▶ _What you should do_
Could you filter the records below and keep only the lines with the word "impl"?

▶ _Saved entries_
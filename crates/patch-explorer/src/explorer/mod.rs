//! The patch explorer: selection state, rendering and a host view behind one
//! lock.
//!
//! Keyboard handlers, search and resize events may arrive from different
//! threads. Each entry point takes the lock, updates the state and pushes the
//! result to the view before releasing it, so a render never observes a
//! half-applied selection change.

mod driver;
mod focus;
mod search;

pub use focus::FocusState;
pub use search::navigate_to;

use crate::action::ExplorerAction;
use crate::highlight::HighlightAssets;
use crate::model::Patch;
use crate::state::{PatchState, SelectionError};
use crate::traits::HostView;
use driver::Session;
use log::{debug, trace};
use std::sync::{Arc, Mutex, MutexGuard, PoisonError};

/// Supplies the rows currently included in a custom patch being built.
pub type IncludedLines = Box<dyn Fn() -> Vec<usize> + Send + Sync>;

/// An interactive explorer over one patch, driving a [`HostView`].
pub struct PatchExplorer<V> {
    session: Mutex<Session<V>>,
    included_lines: IncludedLines,
    assets: Arc<HighlightAssets>,
}

impl<V: HostView> PatchExplorer<V> {
    /// Create an explorer with no patch loaded.
    pub fn new(
        view: V,
        assets: Arc<HighlightAssets>,
        included_lines: impl Fn() -> Vec<usize> + Send + Sync + 'static,
    ) -> Self {
        Self {
            session: Mutex::new(Session::new(view)),
            included_lines: Box::new(included_lines),
            assets,
        }
    }

    /// Lock the session.
    ///
    /// A panic in another holder leaves the state consistent (every mutation
    /// is validated before it is applied), so a poisoned lock is recovered.
    fn lock(&self) -> MutexGuard<'_, Session<V>> {
        self.session.lock().unwrap_or_else(PoisonError::into_inner)
    }

    fn render_and_focus_locked(&self, session: &mut Session<V>) {
        let included = (self.included_lines)();
        session.render_and_focus(&included, &self.assets);
    }

    /// Replace the explored patch and show it.
    pub fn load_patch(&self, patch: impl Into<Arc<Patch>>) {
        let mut session = self.lock();
        let width = session.view.inner_width();

        let mut state = PatchState::new(patch);
        state.on_view_width_changed(width);
        debug!("Loaded patch with {} rows", state.line_count());

        session.state = Some(state);
        self.render_and_focus_locked(&mut session);
    }

    /// Drop the current patch and clear the view.
    pub fn clear(&self) {
        let mut session = self.lock();
        session.state = None;
        let included = (self.included_lines)();
        session.render(&included, &self.assets);
    }

    /// The view gained focus: show the selection.
    pub fn handle_focus(&self) {
        let mut session = self.lock();
        session.focus.gain();
        self.render_and_focus_locked(&mut session);
    }

    /// The view lost focus: hide the selection and the row highlight.
    pub fn handle_focus_lost(&self) {
        let mut session = self.lock();
        session.focus.lose();
        let included = (self.included_lines)();
        session.render(&included, &self.assets);
    }

    /// Apply an action, then re-render and scroll to the selection.
    ///
    /// A rejected action leaves both the state and the view untouched.
    pub fn handle_action(&self, action: ExplorerAction) -> Result<(), SelectionError> {
        let mut session = self.lock();
        let state = session.state.as_mut().ok_or(SelectionError::NoPatch)?;

        if action.is_navigation() {
            trace!("Navigation action: {:?}", action);
        } else {
            debug!("Explorer action: {:?}", action);
        }

        if let Err(err) = state.handle_action(action) {
            debug!("Rejected {:?}: {}", action, err);
            return Err(err);
        }

        self.render_and_focus_locked(&mut session);
        Ok(())
    }

    /// Jump to a search result in line mode.
    pub fn navigate_to(&self, row: usize) -> Result<(), SelectionError> {
        let mut session = self.lock();
        let state = session.state.as_mut().ok_or(SelectionError::NoPatch)?;
        navigate_to(state, row)?;
        self.render_and_focus_locked(&mut session);
        Ok(())
    }

    /// Pick up the view's new width, then re-render.
    pub fn on_view_width_changed(&self) {
        let mut session = self.lock();
        let width = session.view.inner_width();
        let Some(state) = session.state.as_mut() else {
            return;
        };
        state.on_view_width_changed(width);
        self.render_and_focus_locked(&mut session);
    }

    /// Re-render without moving the viewport.
    pub fn render(&self) {
        let mut session = self.lock();
        let included = (self.included_lines)();
        session.render(&included, &self.assets);
    }

    /// Re-render and scroll to the selection.
    pub fn render_and_focus(&self) {
        let mut session = self.lock();
        self.render_and_focus_locked(&mut session);
    }

    /// The styled content for the current state, without touching the
    /// view's content.
    pub fn content_to_render(&self) -> String {
        let mut session = self.lock();
        let included = (self.included_lines)();
        session.content_to_render(&included, &self.assets)
    }

    /// The selected rows as a plain patch fragment, if a patch is loaded.
    pub fn selected_plain_patch(&self) -> Option<String> {
        self.lock().state.as_ref().map(PatchState::selected_plain_patch)
    }

    /// Whether the view has focus.
    pub fn is_focused(&self) -> bool {
        self.lock().focus.is_focused()
    }

    /// Inspect the state under the lock.
    pub fn with_state<R>(&self, f: impl FnOnce(Option<&PatchState>) -> R) -> R {
        f(self.lock().state.as_ref())
    }

    /// Inspect the view under the lock.
    pub fn with_view<R>(&self, f: impl FnOnce(&V) -> R) -> R {
        f(&self.lock().view)
    }
}

impl<V> std::fmt::Debug for PatchExplorer<V> {
    fn fmt(&self, f: &mut std::fmt::Formatter<'_>) -> std::fmt::Result {
        f.debug_struct("PatchExplorer")
            .field("assets", &self.assets)
            .finish_non_exhaustive()
    }
}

▶ _Answer to this problem_
impl<V: HostView> PatchExplorer<V> {
        included_lines: impl Fn() -> Vec<usize> + Send + Sync + 'static,
    pub fn load_patch(&self, patch: impl Into<Arc<Patch>>) {
    pub fn with_state<R>(&self, f: impl FnOnce(Option<&PatchState>) -> R) -> R {
    pub fn with_view<R>(&self, f: impl FnOnce(&V) -> R) -> R {
impl<V> std::fmt::Debug for PatchExplorer<V> {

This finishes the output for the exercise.